When I had dragged myself through every available research source, there was nothing left to do but write. The trouble was, I was drowning in theories. I normally began a paper by organizing the ideas into neat categories, then arranging them into a logical sequence. But now, whenever I tried to organize the stack of note cards, I could not decide on a sequence. The whole thing seemed so circular that I couldn’t find the beginning. I would decide on a starting point and spend an entire day trying to organize the cards appropriately, promising to write the next day. I kept redefining the thesis statement, continually reconsidering it from different angles. Sequencing is the operational forte of introverted sensation, my baby function. If I had slept a lot in the library during the research phase, I was now nearly comatose. I couldn’t maintain the required concentration long enough to sit, let alone write. Each morning, I would see that my previous day’s decision was wrong, and I would reconsider the thesis statement again and re-organize the whole thing once more. The hypothesis was a moving target that I never hit.
Jung would have noted that Goldsmith’s critique of my first oral report—my imprecise use of terms—pointed to inadequate introverted thinking (Ti). Introverted thinking is the function we use when constructing theories to make sense of something, and so it must be engaged in academic research, which aims to create new knowledge. As Beebe put it, the Ti function “reflect[s] on whether a particular construction … accord[s] with the conviction of inner truth” (2017, p. 31). Introverted thinking seeks ever greater precision in expressing that truth. According to Beebe’s eight-function/eight-archetype model, introverted thinking falls in the seventh position for my type, the trickster position. Introverted thinking is a judging function, but if undeveloped it may fail to reach a judgment and simply circle the drain. I did not know then that this is often how trickster Ti manifests: continually redefining, refining, and going in circles to the point of total confusion. I spent about six weeks stuck in this “paralysis by over-analysis.” I couldn’t move forward and I couldn’t go back. I was stuck in a trickster’s double bind. I was trying to write about judgment, but I was completely unable to muster a judgment.

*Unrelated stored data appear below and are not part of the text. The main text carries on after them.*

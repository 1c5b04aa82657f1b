//! User-facing fasting actions.
//!
//! Wraps the repository with the bookkeeping every presentation layer
//! needs: stamping the start with the current time, keeping goal-reached
//! reminders in step, and producing a progress summary.

use crate::error::StoreError;
use crate::persistence::Persistence;
use crate::repository::FastingRepository;
use onefast_core::{Clock, ProgressSummary};
use onefast_types::{goal_by_id, FastingSession};
use std::sync::Arc;
use tracing::info;

/// Schedules reminders for the end of a fast.
pub trait NotificationScheduler: Send + Sync {
    /// Replace any pending reminders with ones for this fast.
    fn schedule(&self, start_time_millis: i64, goal_id: &str);

    /// Drop all pending reminders.
    fn cancel_all(&self);
}

/// Reminder scheduler that only logs what it would schedule.
#[derive(Debug, Default, Clone, Copy)]
pub struct TracingNotificationScheduler;

impl NotificationScheduler for TracingNotificationScheduler {
    fn schedule(&self, start_time_millis: i64, goal_id: &str) {
        let goal = goal_by_id(goal_id);
        info!(
            goal = goal.id,
            due_at_millis = start_time_millis.saturating_add(goal.duration_millis),
            "goal reminder scheduled"
        );
    }

    fn cancel_all(&self) {
        info!("goal reminders cancelled");
    }
}

/// High-level fasting actions for one device.
pub struct FastingController<P: Persistence, N: NotificationScheduler> {
    repository: Arc<FastingRepository<P>>,
    notifications: N,
    clock: Arc<dyn Clock>,
}

impl<P: Persistence, N: NotificationScheduler> FastingController<P, N> {
    /// Create a controller over `repository`.
    pub fn new(
        repository: Arc<FastingRepository<P>>,
        notifications: N,
        clock: impl Clock + 'static,
    ) -> Self {
        Self {
            repository,
            notifications,
            clock: Arc::new(clock),
        }
    }

    /// The wrapped repository.
    pub fn repository(&self) -> &FastingRepository<P> {
        &self.repository
    }

    /// Start a fast now.
    pub async fn start_now(&self) -> Result<FastingSession, StoreError> {
        self.start_at(self.clock.now_millis()).await
    }

    /// Start a fast at an explicit time (e.g. "I started an hour ago").
    pub async fn start_at(&self, start_time_millis: i64) -> Result<FastingSession, StoreError> {
        let session = self.repository.start_fasting(start_time_millis).await?;
        self.notifications
            .schedule(session.start_time_millis, &session.fasting_goal_id);
        Ok(session)
    }

    /// End the current fast, keeping the selected goal.
    ///
    /// The goal comes from the last published session, so a degraded read
    /// cannot reset it to the default.
    pub async fn stop(&self) -> Result<FastingSession, StoreError> {
        let goal_id = match self.repository.store().latest() {
            Ok(session) => session.fasting_goal_id,
            Err(_) => self.repository.snapshot().await?.fasting_goal_id,
        };
        let session = self.repository.stop_fasting(&goal_id).await?;
        self.notifications.cancel_all();
        Ok(session)
    }

    /// Move the start of the current fast.
    pub async fn edit_start(&self, start_time_millis: i64) -> Result<FastingSession, StoreError> {
        let session = self.repository.update_schedule(start_time_millis).await?;
        if session.is_active() {
            self.notifications
                .schedule(session.start_time_millis, &session.fasting_goal_id);
        }
        Ok(session)
    }

    /// Select a different goal.
    pub async fn change_goal(&self, goal_id: &str) -> Result<FastingSession, StoreError> {
        let session = self.repository.update_goal(goal_id).await?;
        if session.is_active() {
            self.notifications
                .schedule(session.start_time_millis, &session.fasting_goal_id);
        }
        Ok(session)
    }

    /// Progress of the current fast as of now.
    pub async fn summary(&self) -> Result<ProgressSummary, StoreError> {
        let session = self.repository.snapshot().await?;
        Ok(ProgressSummary::from_session(
            &session,
            self.clock.now_millis(),
        ))
    }
}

Eventually, I reached the point of being unable to face those note cards. I put them out of mind for a while. And that’s when disaster struck: I lost them. All 300 cards. My inner trickster had helpfully rescued me from the odious research cards by rendering me unconscious while it threw them away, thus ridding me of a loathsome task. I spent several days searching the campus for that gigantic stack of note cards, wrapped with elastic bands. I looked in all my usual haunts: classrooms, library carrels, favorite café tables. I even asked the campus janitors to look for them. The cards were gone. A thousand references, quotations, and page numbers had subverted Lavoisier’s Law of Conservation of Mass.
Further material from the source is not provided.